But here was this tiny treasures no one else would want… kept like treasure anyway… because someone loved them.
Elise took a sip of her water before continuing.
She looked over at him knowingly, smile a tad playful.
Then it hit him like a shotgun blast to the chest.
"That's what makes it a gift. It's not about the thing. It's about the feeling behind it."
Tuco froze, the wooden frog still gripped between his fingers.
The keychain.
The dumb jellyfish he'd tossed in as an afterthought bought from a grimy gas station shelf because he’d needed an excuse, needed something to cover up the fact that he just wanted to see her again and now she was sitting there with that same soft expression she gave those stupid little rocks and glittery seashells, looking at him like…
Like maybe this meant something too.
He swallowed hard.
“Yeah well…” His voice came out gruffer than usual. “Don’t go gettin’ all mushy about it.” He jerked his chin toward where her plastic bag sat on the counter, the glow-in-the-dark jellyfish dangling over its edge like it was laughing at him.
Elise giggled into her water glass, swinging one socked foot playfully as she hummed:
“Too late.”
And Tuco? Tuco suddenly found himself hoping, wildly, unreasonably, that no one would ever find out how fast his pulse jumped when she smiled at him like that.
Here's a sneak peek at the next part of my Tuco Salamanca x OC story I've been working on i hope you guys will enjoy what's to come ♥︎
Tuco stood outside 217 Mariposa Lane, shifting from foot to foot like he’d been caught sneaking onto holy ground. The wind chimes, those dumb jellyfish things, that clinked softly in the breeze. A cat sunbathing on a windowsill stared at him like, "You don’t belong here". He glared back.
Tuco’s hands trembled as he knelt beside Elise, pressing a wad of gauze too hard against the cut on her arm. She winced, and instantly his wild eyes snapped up to hers wide, panicked.

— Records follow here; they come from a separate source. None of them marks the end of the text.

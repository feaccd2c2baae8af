#![allow(dead_code)]

use async_trait::async_trait;
use crossterm::event::{KeyCode, KeyEvent, KeyModifiers};
use helmtui::catalog::CatalogClient;
use helmtui::helm::models::HubPackage;
use helmtui::helm::{CommandOutput, CommandRunner, HelmError};
use helmtui::ui::core::{Effect, Request, TabContext};
use helmtui::workspace::Workspace;
use std::collections::HashMap;
use std::sync::{Arc, Mutex};
use std::time::Duration;
use tempfile::TempDir;

/// Runner answering from a script keyed by the joined argv.
#[derive(Default)]
pub struct ScriptedRunner {
    responses: Mutex<HashMap<String, CommandOutput>>,
    calls: Mutex<Vec<Vec<String>>>,
}

impl ScriptedRunner {
    pub fn new() -> Arc<Self> {
        Arc::new(Self::default())
    }

    pub fn respond(&self, argv: &str, stdout: &str) {
        self.responses.lock().unwrap().insert(
            argv.to_string(),
            CommandOutput {
                stdout: stdout.to_string(),
                ..Default::default()
            },
        );
    }

    pub fn fail(&self, argv: &str, status: i32, stderr: &str) {
        self.responses.lock().unwrap().insert(
            argv.to_string(),
            CommandOutput {
                stderr: stderr.to_string(),
                status,
                ..Default::default()
            },
        );
    }

    pub fn calls(&self) -> Vec<Vec<String>> {
        self.calls.lock().unwrap().clone()
    }

    pub fn calls_matching(&self, argv: &str) -> usize {
        self.calls().iter().filter(|call| call.join(" ") == argv).count()
    }
}

#[async_trait]
impl CommandRunner for ScriptedRunner {
    async fn run(&self, argv: &[String]) -> Result<CommandOutput, HelmError> {
        self.calls.lock().unwrap().push(argv.to_vec());
        let key = argv.join(" ");
        let output = self.responses.lock().unwrap().get(&key).cloned();
        Ok(output.unwrap_or_default())
    }

    fn program(&self) -> &str {
        "helm"
    }
}

/// Catalog client that returns nothing.
#[derive(Default)]
pub struct EmptyCatalog;

#[async_trait]
impl CatalogClient for EmptyCatalog {
    async fn search(&self, _query: &str) -> Result<Vec<HubPackage>, HelmError> {
        Ok(Vec::new())
    }

    async fn default_values(&self, _package_id: &str, _version: &str) -> Result<String, HelmError> {
        Ok(String::new())
    }
}

pub fn context() -> (TempDir, TabContext) {
    let dir = TempDir::new().unwrap();
    let workspace = Workspace::at(dir.path().join(".helm-tui")).unwrap();
    let ctx = TabContext {
        workspace,
        debounce: Duration::from_millis(500),
    };
    (dir, ctx)
}

pub fn key(code: KeyCode) -> KeyEvent {
    KeyEvent::new(code, KeyModifiers::NONE)
}

pub fn char_key(c: char) -> KeyEvent {
    key(KeyCode::Char(c))
}

/// Requests among `effects`, in order.
pub fn dispatched(effects: &[Effect]) -> Vec<Request> {
    effects
        .iter()
        .filter_map(|effect| match effect {
            Effect::Dispatch(request) => Some(request.clone()),
            _ => None,
        })
        .collect()
}

pub fn release_row(name: &str, namespace: &str) -> Vec<String> {
    vec![
        name.to_string(),
        namespace.to_string(),
        "1".to_string(),
        "2024-01-01 10:00:00.000000 +0000 UTC".to_string(),
        "deployed".to_string(),
        "nginx-1.0.0".to_string(),
        "1.25".to_string(),
    ]
}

“S-Sorry!” he stammered, voice cracking like it forgot how to form soft words. “I didn’t… I didn’t mean to hurt you.”
Elise smiled, warm and forgiving the kind that made sunlight jealous. “It’s okay, Tuco,” she said gently. “You’re doing great.”
He wasn’t doing great.
His fingers were calloused and unsteady from years of holding guns and breaking bones, not patching up sweet blondes who wore baby pink scrunchies like battle armor. But here he was, muttering curses under his breath at the first aid kit like it had personally offended him.
“Why’d you even run into that mess?” he growled lowly as he peeled open another alcohol wipe with his teeth, like a rabid dog.
“You looked scared,” she said simply.
“I wasn't SCARED!” His voice jumped three octaves before collapsing into a wheeze. He looked around wildly, as if someone might have heard him, and then lowered to a whisper “I was angry. Very angry.”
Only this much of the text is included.